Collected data
━━━━━━━━

// =============================================================================
// Builder
// =============================================================================

/// Builder for [`DictionaryStore`]; used by the text-format loaders and by
/// tests constructing lexicons programmatically.
#[derive(Debug, Default)]
pub struct DictionaryBuilder {
    store: DictionaryStore,
    /// Primary verb name -> entry index.
    by_name: HashMap<String, usize>,
}

impl DictionaryBuilder {
    /// Add an actor phrase with a full code set.
    pub fn actor_codes(&mut self, phrase: &str, codes: CodeSet) -> &mut Self {
        let words = parse_phrase(phrase);
        if let Some(first) = words.first() {
            let key = first.text.clone();
            self.store
                .actors
                .entry(key)
                .or_default()
                .push(ActorPattern { words, codes });
        }
        self
    }

    /// Add an actor phrase with a single unrestricted code.
    pub fn actor(&mut self, phrase: &str, code: &str) -> &mut Self {
        self.actor_codes(phrase, CodeSet::unrestricted(code))
    }

    /// Add an agent phrase; `code` carries the `~` marker (`"~MIL"` or
    /// `"MIL~"`).
    pub fn agent(&mut self, phrase: &str, code: &str) -> &mut Self {
        let (position, bare) = if let Some(stripped) = code.strip_prefix('~') {
            (AgentPosition::Suffix, stripped)
        } else if let Some(stripped) = code.strip_suffix('~') {
            (AgentPosition::Prefix, stripped)
        } else {
            (AgentPosition::Suffix, code)
        };
        let words = parse_phrase(phrase);
        if let Some(first) = words.first() {
            let key = first.text.clone();
            self.store.agents.entry(key).or_default().push(AgentPattern {
                words,
                code: bare.to_uppercase(),
                position,
            });
        }
        self
    }

    /// Add a primary verb with an optional default code.
    pub fn verb(&mut self, name: &str, code: Option<&str>) -> &mut Self {
        let name = name.to_uppercase();
        let entry = self.store.entries.len();
        self.store.entries.push(VerbEntry {
            name: name.clone(),
            code: code.and_then(EventCode::parse),
            patterns: Vec::new(),
        });
        self.by_name.insert(name.clone(), entry);
        self.store.forms.push(VerbForm {
            words: vec![name],
            entry,
        });
        self
    }

    /// Add an inflected or synonymous single-word form of a primary verb.
    pub fn verb_alias(&mut self, primary: &str, alias: &str) -> &mut Self {
        if let Some(&entry) = self.by_name.get(&primary.to_uppercase()) {
            self.store.forms.push(VerbForm {
                words: vec![alias.to_uppercase()],
                entry,
            });
        }
        self
    }

    /// Add a multi-word form of a primary verb ("TAKE OVER").
    pub fn verb_form(&mut self, primary: &str, form: &str) -> &mut Self {
        if let Some(&entry) = self.by_name.get(&primary.to_uppercase()) {
            let words: Vec<String> = form.split_whitespace().map(str::to_uppercase).collect();
            if words.len() > 1 {
                self.store.forms.push(VerbForm { words, entry });
            }
        }
        self
    }

    /// Attach a context pattern to a primary verb. Token syntax is that of
    /// [`parse_pattern_tokens`].
    pub fn pattern(&mut self, primary: &str, upper: &str, lower: &str, code: &str) -> &mut Self {
        if let Some(&entry) = self.by_name.get(&primary.to_uppercase()) {
            if let Some(code) = EventCode::parse(code) {
                self.store.entries[entry].patterns.push(VerbPattern {
                    upper: parse_pattern_tokens(upper),
                    lower: parse_pattern_tokens(lower),
                    code,
                });
            }
        }
        self
    }

    /// Define a synset; members are phrases in dictionary phrase syntax.
    pub fn synset(&mut self, name: &str, members: &[&str]) -> &mut Self {
        let set = Synset {
            members: members
                .iter()
                .map(|m| {
                    m.split(['_', ' '])
                        .filter(|w| !w.is_empty())
                        .map(str::to_uppercase)
                        .collect()
                })
                .collect(),
        };
        self.store.synsets.insert(name.to_uppercase(), set);
        self
    }

    /// Append a transformation rule.
    pub fn transform(&mut self, rule: TransformRule) -> &mut Self {
        self.store.transforms.push(rule);
        self
    }

    /// True if the named synset has been defined (used by loaders to reject
    /// patterns referencing unknown sets).
    #[must_use]
    pub fn has_synset(&self, name: &str) -> bool {
        self.store.synsets.contains_key(name)
    }

    /// Finish: sort every pattern list longest-first and freeze the store.
    #[must_use]
    pub fn build(mut self) -> DictionaryStore {
        for patterns in self.store.actors.values_mut() {
            patterns.sort_by_key(|p| std::cmp::Reverse(p.words.len()));
        }
        for patterns in self.store.agents.values_mut() {
            patterns.sort_by_key(|p| std::cmp::Reverse(p.words.len()));
        }
        for entry in &mut self.store.entries {
            entry.patterns.sort_by_key(|p| std::cmp::Reverse(p.word_count()));
        }
        // Index every form under its first word, the only word a lexical
        // head can anchor; multi-word forms sort ahead of the single-word
        // sense, which is always tried last.
        let mut index: HashMap<String, Vec<usize>> = HashMap::new();
        for (i, form) in self.store.forms.iter().enumerate() {
            if let Some(word) = form.words.first() {
                index.entry(word.clone()).or_default().push(i);
            }
        }
        for ids in index.values_mut() {
            ids.sort_by_key(|&i| std::cmp::Reverse(self.store.forms[i].words.len()));
        }
        self.store.verb_index = index;
        self.store
    }
}
/// Negation tokens governed by the verb itself. Embedded clauses and verb
/// phrases that do not contain the head carry their own polarity, so the
/// scan stops at the same boundaries that become sub-events.
fn has_negation(tree: &Tree, id: NodeId, head: NodeId) -> bool {
    tree.children(id).iter().any(|&c| {
        let node = tree.node(c);
        match &node.data {
            NodeData::Token { word } => NEGATIONS.contains(&word.as_str()),
            NodeData::Entity(_) => false,
            NodeData::Phrase => {
                if (node.is_clause() || node.is_verb_phrase())
                    && !subtree_contains(tree, c, head)
                {
                    false
                } else {
                    has_negation(tree, c, head)
                }
            }
        }
    })
}

/// The ancestor of `vp` that is a direct child of `clause` (the verb phrase
/// may sit inside an auxiliary chain).
fn topmost_vp_within(tree: &Tree, vp: NodeId, clause: NodeId) -> NodeId {
    let mut cur = vp;
    while let Some(p) = tree.parent(cur) {
        if p == clause {
            return cur;
        }
        cur = p;
    }
    vp
}

fn subtree_contains(tree: &Tree, id: NodeId, token: NodeId) -> bool {
    if id == token {
        return true;
    }
    tree.children(id)
        .iter()
        .any(|&c| subtree_contains(tree, c, token))
}

/// Flatten a constituent into context tokens. The analyzed verb's own tokens
/// are skipped; an embedded verb phrase or clause becomes a sub-event token.
fn build_context(
    res: &mut Resolver<'_>,
    id: NodeId,
    head: NodeId,
    consumed: &HashSet<NodeId>,
    out: &mut Vec<Ctx>,
) {
    let tree = res.tree();
    let node = tree.node(id);
    match &node.data {
        NodeData::Token { word } => {
            if consumed.contains(&id) || NEGATIONS.contains(&word.as_str()) {
                return;
            }
            if matches!(node.label.as_str(), "IN" | "TO" | "RP" | "PRT") {
                out.push(Ctx::Prep(word.clone()));
            }
        }
        NodeData::Entity(e) => {
            let words = e.words();
            let head_word = e.head().unwrap_or_default().to_string();
            let actors = match res.meaning(id) {
                Meaning::Actors(a) => a,
                _ => ActorRef {
                    codes: Vec::new(),
                    text: e.text(),
                },
            };
            out.push(Ctx::Noun {
                words,
                head: head_word,
                actors,
            });
        }
        NodeData::Phrase => {
            let is_sub_event = (node.is_verb_phrase() || node.is_clause())
                && !subtree_contains(tree, id, head);
            if is_sub_event {
                if let Some(events) = sub_event_candidates(res, id) {
                    out.push(Ctx::Event(events));
                }
                return;
            }
            if node.is_noun_phrase() {
                let words = tree.words_under(id);
                let head_word = tree
                    .head_of(id)
                    .and_then(|h| match &tree.node(h).data {
                        NodeData::Token { word } => Some(word.clone()),
                        NodeData::Entity(e) => e.head().map(str::to_string),
                        NodeData::Phrase => None,
                    })
                    .unwrap_or_default();
                let actors = match res.meaning(id) {
                    Meaning::Actors(a) => a,
                    _ => ActorRef {
                        codes: Vec::new(),
                        text: words.join(" "),
                    },
                };
                out.push(Ctx::Noun {
                    words,
                    head: head_word,
                    actors,
                });
                return;
            }
            for &c in &tree.children(id).to_vec() {
                build_context(res, c, head, consumed, out);
            }
        }
    }
}

/// Candidate events of a nested verb phrase or clause.
fn sub_event_candidates(res: &mut Resolver<'_>, id: NodeId) -> Option<Vec<Candidate>> {
    let tree = res.tree();
    let vp = if tree.node(id).is_verb_phrase() {
        id
    } else {
        find_verb_phrase(tree, id)?
    };
    match res.meaning(vp) {
        Meaning::Events(events) if !events.is_empty() => Some(events),
        _ => None,
    }
}

fn find_verb_phrase(tree: &Tree, id: NodeId) -> Option<NodeId> {
    for &c in tree.children(id) {
        if tree.node(c).is_verb_phrase() {
            return Some(c);
        }
    }
    for &c in tree.children(id) {
        if let Some(vp) = find_verb_phrase(tree, c) {
            return Some(vp);
        }
    }
    None
}

fn first_noun_actors(ctx: &[Ctx]) -> Option<ActorRef> {
    ctx.iter().find_map(|c| match c {
        Ctx::Noun { actors, .. } if !actors.is_empty() => Some(actors.clone()),
        _ => None,
    })
}

/// The noun governed by the first of the given prepositions.
fn prep_object(ctx: &[Ctx], preps: &[&str]) -> Option<ActorRef> {
    let mut after_prep = false;
    for c in ctx {
        match c {
            Ctx::Prep(p) if preps.contains(&p.as_str()) => after_prep = true,
            Ctx::Prep(_) => after_prep = false,
            Ctx::Noun { actors, .. } if after_prep => {
                return if actors.is_empty() {
                    None
                } else {
                    Some(actors.clone())
                };
            }
            _ => {}
        }
    }
    None
}

/// Passive voice swaps the roles the upper/lower contexts normally play: the
/// grammatical subject becomes the target and a by/from/in phrase supplies
/// the source. Absent both an at/against phrase and a subject, the target
/// falls back to the passive placeholder.
fn passive_roles(lower: &[Ctx], subject: &ActorRef) -> (ActorRef, ActorRef) {
    let source = prep_object(lower, PASSIVE_SOURCE_PREPS).unwrap_or_default();
    let target = if !subject.is_empty() {
        subject.clone()
    } else if let Some(t) = prep_object(lower, PASSIVE_TARGET_PREPS) {
        t
    } else {
        ActorRef {
            codes: vec![crate::ontology::NULL_CODE.to_string()],
            text: "passive".to_string(),
        }
    };
    (source, target)
}

/// Apply the first transformation rule matching each nested sub-event; when
/// no rule fires the initial candidate passes through unchanged.
fn apply_transforms(
    rules: &[TransformRule],
    candidate: Candidate,
    lower: &[Ctx],
) -> Vec<Candidate> {
    let inner_events: Vec<&Candidate> = lower
        .iter()
        .filter_map(|c| match c {
            Ctx::Event(events) => Some(events.iter()),
            _ => None,
        })
        .flatten()
        .collect();
    if inner_events.is_empty() || rules.is_empty() {
        return vec![candidate];
    }
    let mut out = Vec::new();
    for inner in inner_events {
        let rule = rules.iter().find(|r| {
            r.outer.map_or(true, |v| v == candidate.code.value)
                && r.inner.map_or(true, |v| v == inner.code.value)
        });
        if let Some(rule) = rule {
            let bind = |role: RoleRef| -> ActorRef {
                match role {
                    RoleRef::OuterSource => candidate.source.clone(),
                    RoleRef::OuterTarget => candidate.target.clone(),
                    RoleRef::InnerSource => inner.source.clone(),
                    RoleRef::InnerTarget => inner.target.clone(),
                }
            };
            let code = match rule.code {
                CodeOp::Outer => candidate.code,
                CodeOp::Inner => inner.code,
                CodeOp::Combine => candidate.code.combined_with(inner.code),
            };
            out.push(Candidate {
                source: bind(rule.source),
                target: bind(rule.target),
                code,
                verb_text: candidate.verb_text.clone(),
            });
        }
    }
    if out.is_empty() {
        vec![candidate]
    } else {
        out
    }
}
/// Collapse an NP whose children are only tokens and already-collapsed
/// entities. Coordinated heads become a compound entity whose parts share the
/// leading modifiers; the possessive marker is discarded.
fn try_collapse(tree: &mut Tree, id: NodeId) {
    let children: Vec<NodeId> = tree.children(id).to_vec();
    if children.is_empty() {
        return;
    }
    for &c in &children {
        match &tree.node(c).data {
            NodeData::Phrase => return,
            NodeData::Token { .. } | NodeData::Entity(_) => {}
        }
    }

    let entity_children: Vec<NodeId> = children
        .iter()
        .copied()
        .filter(|&c| tree.node(c).entity().is_some())
        .collect();
    let has_conjunction = children
        .iter()
        .any(|&c| tree.node(c).label == "CC");

    if entity_children.len() >= 2 && has_conjunction {
        // Shared modifiers: word tokens before the first coordinated head.
        let first_entity_pos = children
            .iter()
            .position(|&c| tree.node(c).entity().is_some())
            .unwrap_or(0);
        let shared: Vec<String> = children[..first_entity_pos]
            .iter()
            .filter(|&&c| {
                let n = tree.node(c);
                !is_separator_token(n) && !is_droppable_token(n)
            })
            .filter_map(|&c| tree.node(c).word().map(str::to_string))
            .collect();
        let mut parts = Vec::new();
        for &e in &entity_children {
            if let Some(entity) = tree.node(e).entity() {
                for part in &entity.parts {
                    let mut words = shared.clone();
                    words.extend(part.iter().cloned());
                    parts.push(words);
                }
            }
        }
        let node = tree.node_mut(id);
        node.data = NodeData::Entity(Entity {
            parts,
            compound: true,
        });
        node.children.clear();
        return;
    }

    // Plain merge: tokens and entity fragments flatten into one part, the
    // possessive marker and punctuation dropped.
    let mut words = Vec::new();
    let mut compound = false;
    let mut parts: Vec<Vec<String>> = Vec::new();
    for &c in &children {
        let node = tree.node(c);
        if is_droppable_token(node) || node.word() == Some(",") {
            continue;
        }
        match &node.data {
            NodeData::Token { word } => words.push(word.clone()),
            NodeData::Entity(e) => {
                if e.compound {
                    compound = true;
                    parts.extend(e.parts.iter().cloned());
                } else {
                    words.extend(e.words());
                }
            }
            NodeData::Phrase => unreachable!(),
        }
    }
    if compound {
        // A nested compound keeps its parts; stray words attach to each part.
        if !words.is_empty() {
            for part in &mut parts {
                let mut merged = words.clone();
                merged.append(part);
                *part = merged;
            }
        }
    } else {
        if words.is_empty() {
            return;
        }
        parts = vec![words];
    }
    let node = tree.node_mut(id);
    node.data = NodeData::Entity(Entity { parts, compound });
    node.children.clear();
}
use std::net::TcpListener;

use authgate::auth::AuthService;
use authgate::configuration::get_configuration;
use authgate::repository::PgUserRepository;
use authgate::startup::run;
use authgate::telemetry::init_telemetry;
use sqlx::postgres::PgPoolOptions;

fn startup_error(kind: std::io::ErrorKind, message: &'static str) -> std::io::Error {
    std::io::Error::new(kind, message)
}

#[tokio::main]
async fn main() -> std::io::Result<()> {
    init_telemetry("info");

    tracing::info!("Starting application");

    let configuration = match get_configuration() {
        Ok(config) => {
            tracing::info!("Configuration loaded successfully");
            config
        }
        Err(e) => {
            tracing::error!(error = %e, "Failed to read configuration");
            return Err(startup_error(
                std::io::ErrorKind::InvalidInput,
                "Configuration error",
            ));
        }
    };

    if let Err(e) = configuration.jwt.validate() {
        tracing::error!(error = %e, "Invalid JWT configuration");
        return Err(startup_error(
            std::io::ErrorKind::InvalidInput,
            "Configuration error",
        ));
    }
    tracing::info!(jwt = ?configuration.jwt, "JWT settings validated");

    tracing::info!("Attempting to connect to database");
    let pool = PgPoolOptions::new()
        .max_connections(5)
        .connect(&configuration.database.connection_string())
        .await
        .map_err(|e| {
            tracing::error!(error = %e, "Failed to create connection pool");
            startup_error(
                std::io::ErrorKind::ConnectionRefused,
                "Database connection error",
            )
        })?;
    tracing::info!("Database connection pool created successfully");

    let service = AuthService::new(PgUserRepository::new(pool), configuration.jwt.clone());

    let address = configuration.application.address();
    let listener = TcpListener::bind(&address)?;
    tracing::info!(address = %address, "Server listening");

    let server = run(listener, service, configuration.application.clone())?;
    server.await
}
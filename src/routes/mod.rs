mod auth;
mod health_check;

pub use auth::{login, refresh};
pub use health_check::health_check;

━━━━━━━━

→ **Exercise aim**: Where a line of the data holds "message", show that line.

→ **Solution to the problem**:
fn startup_error(kind: std::io::ErrorKind, message: &'static str) -> std::io::Error {
    std::io::Error::new(kind, message)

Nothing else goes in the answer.